• **Directions for this task**:
Transcribe the data. Leave out nothing.

• **Records shown**:
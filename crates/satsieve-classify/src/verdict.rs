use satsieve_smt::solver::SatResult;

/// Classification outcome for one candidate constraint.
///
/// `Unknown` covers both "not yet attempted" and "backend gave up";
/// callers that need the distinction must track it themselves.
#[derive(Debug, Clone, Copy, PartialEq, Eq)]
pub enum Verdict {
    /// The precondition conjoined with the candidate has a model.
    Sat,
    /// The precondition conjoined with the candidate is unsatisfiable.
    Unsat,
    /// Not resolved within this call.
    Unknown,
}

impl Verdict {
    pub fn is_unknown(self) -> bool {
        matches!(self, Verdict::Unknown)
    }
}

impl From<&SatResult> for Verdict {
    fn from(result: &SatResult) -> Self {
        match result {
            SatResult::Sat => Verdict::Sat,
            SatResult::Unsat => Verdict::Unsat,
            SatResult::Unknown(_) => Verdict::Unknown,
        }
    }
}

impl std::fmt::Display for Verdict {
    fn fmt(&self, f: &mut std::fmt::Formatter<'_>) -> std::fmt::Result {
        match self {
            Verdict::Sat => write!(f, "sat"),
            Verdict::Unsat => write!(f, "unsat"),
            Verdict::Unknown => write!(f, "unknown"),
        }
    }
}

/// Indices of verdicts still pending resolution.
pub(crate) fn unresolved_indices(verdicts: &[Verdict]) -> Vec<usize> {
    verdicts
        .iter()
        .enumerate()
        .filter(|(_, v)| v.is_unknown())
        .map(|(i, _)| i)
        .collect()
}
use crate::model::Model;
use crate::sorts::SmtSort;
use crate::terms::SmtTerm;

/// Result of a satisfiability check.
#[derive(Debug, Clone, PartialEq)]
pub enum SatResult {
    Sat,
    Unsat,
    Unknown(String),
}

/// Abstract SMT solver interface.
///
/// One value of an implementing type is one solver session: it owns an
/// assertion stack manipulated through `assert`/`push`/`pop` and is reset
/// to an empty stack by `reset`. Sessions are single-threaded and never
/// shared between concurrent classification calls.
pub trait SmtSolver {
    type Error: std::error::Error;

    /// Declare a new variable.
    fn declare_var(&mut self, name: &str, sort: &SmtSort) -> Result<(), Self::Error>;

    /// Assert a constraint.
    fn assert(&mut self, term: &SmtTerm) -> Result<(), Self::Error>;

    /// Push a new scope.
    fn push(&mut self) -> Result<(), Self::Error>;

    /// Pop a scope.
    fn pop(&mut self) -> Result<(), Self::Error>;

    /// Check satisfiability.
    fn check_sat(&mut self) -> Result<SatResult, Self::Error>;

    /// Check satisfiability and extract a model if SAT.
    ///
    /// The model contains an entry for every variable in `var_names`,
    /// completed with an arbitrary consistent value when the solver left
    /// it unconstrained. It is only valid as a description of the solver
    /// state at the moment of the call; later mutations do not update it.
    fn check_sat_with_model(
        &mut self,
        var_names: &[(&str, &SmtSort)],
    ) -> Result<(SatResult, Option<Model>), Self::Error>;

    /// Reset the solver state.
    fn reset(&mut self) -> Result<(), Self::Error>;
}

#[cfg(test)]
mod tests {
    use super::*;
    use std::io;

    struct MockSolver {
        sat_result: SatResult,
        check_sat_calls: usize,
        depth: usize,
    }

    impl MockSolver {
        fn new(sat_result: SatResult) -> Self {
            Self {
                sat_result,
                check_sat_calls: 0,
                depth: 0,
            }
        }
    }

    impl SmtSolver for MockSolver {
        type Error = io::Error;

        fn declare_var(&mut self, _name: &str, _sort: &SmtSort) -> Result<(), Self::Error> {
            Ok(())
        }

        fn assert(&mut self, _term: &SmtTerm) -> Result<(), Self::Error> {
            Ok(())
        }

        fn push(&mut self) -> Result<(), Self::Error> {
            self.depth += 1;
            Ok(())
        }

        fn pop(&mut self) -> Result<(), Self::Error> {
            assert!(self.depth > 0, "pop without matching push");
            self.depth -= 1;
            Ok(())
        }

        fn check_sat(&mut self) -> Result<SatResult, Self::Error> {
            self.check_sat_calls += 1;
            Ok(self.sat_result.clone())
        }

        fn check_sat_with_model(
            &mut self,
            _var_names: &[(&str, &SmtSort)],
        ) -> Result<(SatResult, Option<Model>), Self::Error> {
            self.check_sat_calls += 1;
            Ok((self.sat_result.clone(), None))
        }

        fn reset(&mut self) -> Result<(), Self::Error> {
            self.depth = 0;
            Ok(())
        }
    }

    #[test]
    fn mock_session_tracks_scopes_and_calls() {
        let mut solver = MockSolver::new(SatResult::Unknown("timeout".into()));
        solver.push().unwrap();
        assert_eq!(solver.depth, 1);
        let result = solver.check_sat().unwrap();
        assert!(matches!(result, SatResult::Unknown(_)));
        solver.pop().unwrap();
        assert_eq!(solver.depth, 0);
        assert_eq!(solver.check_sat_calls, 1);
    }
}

• **Response to this exercise**:
filename crates/satsieve-classify/src/verdict.rs
use satsieve_smt::solver::SatResult;

/// Classification outcome for one candidate constraint.
///
/// `Unknown` covers both "not yet attempted" and "backend gave up";
/// callers that need the distinction must track it themselves.
#[derive(Debug, Clone, Copy, PartialEq, Eq)]
pub enum Verdict {
    /// The precondition conjoined with the candidate has a model.
    Sat,
    /// The precondition conjoined with the candidate is unsatisfiable.
    Unsat,
    /// Not resolved within this call.
    Unknown,
}

impl Verdict {
    pub fn is_unknown(self) -> bool {
        matches!(self, Verdict::Unknown)
    }
}

impl From<&SatResult> for Verdict {
    fn from(result: &SatResult) -> Self {
        match result {
            SatResult::Sat => Verdict::Sat,
            SatResult::Unsat => Verdict::Unsat,
            SatResult::Unknown(_) => Verdict::Unknown,
        }
    }
}

impl std::fmt::Display for Verdict {
    fn fmt(&self, f: &mut std::fmt::Formatter<'_>) -> std::fmt::Result {
        match self {
            Verdict::Sat => write!(f, "sat"),
            Verdict::Unsat => write!(f, "unsat"),
            Verdict::Unknown => write!(f, "unknown"),
        }
    }
}

/// Indices of verdicts still pending resolution.
pub(crate) fn unresolved_indices(verdicts: &[Verdict]) -> Vec<usize> {
    verdicts
        .iter()
        .enumerate()
        .filter(|(_, v)| v.is_unknown())
        .map(|(i, _)| i)
        .collect()
}
use crate::model::Model;
use crate::sorts::SmtSort;
use crate::terms::SmtTerm;

/// Result of a satisfiability check.
#[derive(Debug, Clone, PartialEq)]
pub enum SatResult {
    Sat,
    Unsat,
    Unknown(String),
}

/// Abstract SMT solver interface.
///
/// One value of an implementing type is one solver session: it owns an
/// assertion stack manipulated through `assert`/`push`/`pop` and is reset
/// to an empty stack by `reset`. Sessions are single-threaded and never
/// shared between concurrent classification calls.
pub trait SmtSolver {
    type Error: std::error::Error;

    /// Declare a new variable.
    fn declare_var(&mut self, name: &str, sort: &SmtSort) -> Result<(), Self::Error>;

    /// Assert a constraint.
    fn assert(&mut self, term: &SmtTerm) -> Result<(), Self::Error>;

    /// Push a new scope.
    fn push(&mut self) -> Result<(), Self::Error>;

    /// Pop a scope.
    fn pop(&mut self) -> Result<(), Self::Error>;

    /// Check satisfiability.
    fn check_sat(&mut self) -> Result<SatResult, Self::Error>;

    /// Check satisfiability and extract a model if SAT.
    ///
    /// The model contains an entry for every variable in `var_names`,
    /// completed with an arbitrary consistent value when the solver left
    /// it unconstrained. It is only valid as a description of the solver
    /// state at the moment of the call; later mutations do not update it.
    fn check_sat_with_model(
        &mut self,
        var_names: &[(&str, &SmtSort)],
    ) -> Result<(SatResult, Option<Model>), Self::Error>;

    /// Reset the solver state.
    fn reset(&mut self) -> Result<(), Self::Error>;
}

#[cfg(test)]
mod tests {
    use super::*;
    use std::io;

    struct MockSolver {
        sat_result: SatResult,
        check_sat_calls: usize,
        depth: usize,
    }

    impl MockSolver {
        fn new(sat_result: SatResult) -> Self {
            Self {
                sat_result,
                check_sat_calls: 0,
                depth: 0,
            }
        }
    }

    impl SmtSolver for MockSolver {
        type Error = io::Error;

        fn declare_var(&mut self, _name: &str, _sort: &SmtSort) -> Result<(), Self::Error> {
            Ok(())
        }

        fn assert(&mut self, _term: &SmtTerm) -> Result<(), Self::Error> {
            Ok(())
        }

        fn push(&mut self) -> Result<(), Self::Error> {
            self.depth += 1;
            Ok(())
        }

        fn pop(&mut self) -> Result<(), Self::Error> {
            assert!(self.depth > 0, "pop without matching push");
            self.depth -= 1;
            Ok(())
        }

        fn check_sat(&mut self) -> Result<SatResult, Self::Error> {
            self.check_sat_calls += 1;
            Ok(self.sat_result.clone())
        }

        fn check_sat_with_model(
            &mut self,
            _var_names: &[(&str, &SmtSort)],
        ) -> Result<(SatResult, Option<Model>), Self::Error> {
            self.check_sat_calls += 1;
            Ok((self.sat_result.clone(), None))
        }

        fn reset(&mut self) -> Result<(), Self::Error> {
            self.depth = 0;
            Ok(())
        }
    }

    #[test]
    fn mock_session_tracks_scopes_and_calls() {
        let mut solver = MockSolver::new(SatResult::Unknown("timeout".into()));
        solver.push().unwrap();
        assert_eq!(solver.depth, 1);
        let result = solver.check_sat().unwrap();
        assert!(matches!(result, SatResult::Unknown(_)));
        solver.pop().unwrap();
        assert_eq!(solver.depth, 0);
        assert_eq!(solver.check_sat_calls, 1);
    }
}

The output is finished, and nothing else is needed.